Alternative content
CroCo is a program to detect cross contamination events in assembled transcriptomes using sequencing reads to determine the true origin of every transcripts.
Such cross contaminations can be expected if several RNA-Seq experiments were prepared during the same period at the same lab, or by the same people, or if they were processed or sequenced by the same sequencing service facility.
Our approach first determines a subset of transcripts that are suspiciously similar across samples using a pairwise BLAST procedure.

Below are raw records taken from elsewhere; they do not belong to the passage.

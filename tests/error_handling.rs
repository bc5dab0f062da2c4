//! Error handling and edge case tests.

use contact_search::{
    highlight, ContactSearch, DropReason, InMemorySource, RawRecord, Record, SearchConfig,
    SearchError, ViewEvent, ViewState,
};
use std::sync::Arc;
use std::thread;
use std::time::{Duration, Instant};

const WAIT: Duration = Duration::from_secs(3);

fn test_search(source: &InMemorySource) -> ContactSearch {
    let search = ContactSearch::new(
        Arc::new(source.clone()),
        SearchConfig::default().with_debounce_window(Duration::from_millis(50)),
    )
    .unwrap();
    search.notify_permission_state(true);
    search
}

fn eventually(condition: impl Fn() -> bool) -> bool {
    let deadline = Instant::now() + WAIT;
    while Instant::now() < deadline {
        if condition() {
            return true;
        }
        thread::sleep(Duration::from_millis(10));
    }
    condition()
}

// --- Source Errors ---

#[test]
fn test_subscribe_failure_reaches_observer() {
    let source = InMemorySource::demo();
    source.fail_subscribe(Some("provider missing"));
    let search = test_search(&source);

    let mut observer = search.subscribe_filtered_view().unwrap();
    let result = observer.next_view(WAIT);
    assert_eq!(
        result,
        Err(SearchError::SourceUnavailable("provider missing".into()))
    );
    assert!(observer.state().error().is_some());

    // Terminal: nothing follows.
    assert_eq!(observer.next_view(WAIT), Err(SearchError::Disconnected));
    assert!(!search.is_active());
    assert_eq!(source.load_count(), 0);
}

#[test]
fn test_fresh_observer_after_error_restarts_pipeline() {
    let source = InMemorySource::demo();
    source.fail_subscribe(Some("provider missing"));
    let search = test_search(&source);

    let mut failed = search.subscribe_filtered_view().unwrap();
    assert!(failed.next_view(WAIT).is_err());
    assert!(search.latest_view().is_none());

    source.fail_subscribe(None);
    let mut observer = search.subscribe_filtered_view().unwrap();
    let view = observer.next_view(WAIT).unwrap().unwrap();
    assert_eq!(view.len(), 10);
    assert_eq!(search.sessions_started(), 2);
}

#[test]
fn test_load_failure_ends_stream_and_releases_source() {
    let source = InMemorySource::demo();
    let search = test_search(&source);
    let mut observer = search.subscribe_filtered_view().unwrap();
    assert!(observer.next_view(WAIT).unwrap().is_some());

    source.fail_load(Some("cursor closed"));
    source.notify();

    assert_eq!(
        observer.next_view(WAIT),
        Err(SearchError::SourceUnavailable("cursor closed".into()))
    );
    assert!(eventually(|| source.active_subscriptions() == 0));
    assert!(!search.is_active());
}

#[test]
fn test_error_is_distinct_from_empty_and_loading() {
    let source = InMemorySource::demo();
    source.set_load_delay(Duration::from_millis(200));
    let search = test_search(&source);
    let mut observer = search.subscribe_filtered_view().unwrap();

    // Nothing loaded yet.
    assert!(observer.poll_state().is_loading());

    search.submit_query(Some("xyz"));
    let deadline = Instant::now() + WAIT;
    loop {
        match observer.next_view(WAIT).unwrap() {
            Some(view) if view.query() == "xyz" => break,
            Some(_) => {}
            None => panic!("no view"),
        }
        assert!(Instant::now() < deadline);
    }

    // Loaded, nothing matched.
    let state = observer.state().clone();
    assert_eq!(state.view().map(|v| v.is_empty()), Some(true));
    assert!(state.error().is_none());
}

// --- Malformed Records ---

#[test]
fn test_records_without_name_are_excluded() {
    let source = InMemorySource::with_rows(vec![
        RawRecord::new(Some("Peter"), Some("456773")),
        RawRecord::new(None, Some("0000")),
        RawRecord::new(Some(""), Some("1111")),
        RawRecord::new(Some("Cris"), None),
    ]);
    let search = test_search(&source);
    let mut observer = search.subscribe_filtered_view().unwrap();

    let view = observer.next_view(WAIT).unwrap().unwrap();
    assert_eq!(
        view.to_vec(),
        vec![Record::new("Peter", "456773"), Record::without_number("Cris")]
    );
}

// --- Permission ---

#[test]
fn test_revoking_permission_drops_observers() {
    let source = InMemorySource::demo();
    let search = test_search(&source);
    let mut observer = search.subscribe_filtered_view().unwrap();
    assert!(observer.next_view(WAIT).unwrap().is_some());

    search.notify_permission_state(false);
    assert_eq!(
        observer.recv_timeout(WAIT),
        Some(ViewEvent::Dropped {
            reason: DropReason::PermissionRevoked
        })
    );
    assert_eq!(source.active_subscriptions(), 0);
    assert!(matches!(
        search.subscribe_filtered_view(),
        Err(SearchError::PermissionDenied)
    ));

    // Granting again works and replays the cached view.
    search.notify_permission_state(true);
    let mut observer = search.subscribe_filtered_view().unwrap();
    assert!(observer.next_view(WAIT).unwrap().is_some());
    assert_eq!(observer.state(), &ViewState::Ready(search.latest_view().unwrap()));
}

#[test]
fn test_revoke_during_subscribes_leaves_no_pipeline() {
    let source = InMemorySource::demo();
    let search = Arc::new(test_search(&source));

    let subscriber = {
        let search = Arc::clone(&search);
        thread::spawn(move || {
            (0..50)
                .filter_map(|_| search.subscribe_filtered_view().ok())
                .collect::<Vec<_>>()
        })
    };
    thread::sleep(Duration::from_millis(1));
    search.notify_permission_state(false);
    let observers = subscriber.join().unwrap();

    assert!(!search.is_active());
    assert_eq!(search.observer_count(), 0);
    assert_eq!(source.active_subscriptions(), 0);
    drop(observers);
    assert!(!search.is_active());
}

#[test]
fn test_subscribe_before_grant() {
    let source = InMemorySource::demo();
    let search = ContactSearch::new(Arc::new(source.clone()), SearchConfig::default()).unwrap();

    assert!(!search.permission_granted());
    assert!(matches!(
        search.subscribe_filtered_view(),
        Err(SearchError::PermissionDenied)
    ));
    assert_eq!(source.subscribe_count(), 0);
}

// --- Highlighting Edge Cases ---

#[test]
fn test_highlight_never_loops_on_empty_query() {
    let spans = highlight("Harry", "");
    assert_eq!(spans.len(), 1);
    assert!(!spans[0].emphasized);
}

#[test]
fn test_highlight_query_longer_than_name() {
    let spans = highlight("Cris", "Christopher");
    assert_eq!(spans.len(), 1);
    assert_eq!(spans[0].text, "Cris");
}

CroCo then combine all transcriptomes into a metatranscriptome and quantifies the "expression level" of all transcripts successively using every sample read data (e.g. several species sequenced by the same lab for a particular study) while allowing read multi-mappings.
Several mapping tools implemented in CroCo can be used to estimate expression level (default is RapMap).
This information is then used to categorize each transcript in the following 5 categories :
clean: the transcript origin is from the focal sample.
cross contamination: the transcript origin is from an alien sample of the same experiment.
dubious: expression levels are too close between focal and alien samples to determine the true origin of the transcript.
low coverage: expression levels are too low in all samples, thus hampering our procedure (which relies on differential expression) to confidently assign it to any category.
over expressed: expression levels are very high in at least 3 samples and CroCo will not try to categorize it. Indeed, such a pattern does not correspond to expectations for cross contaminations, but often reflect highly conserved genes such as ribosomal gene, or external contamination shared by several samples (e.g. Escherichia coli contaminations).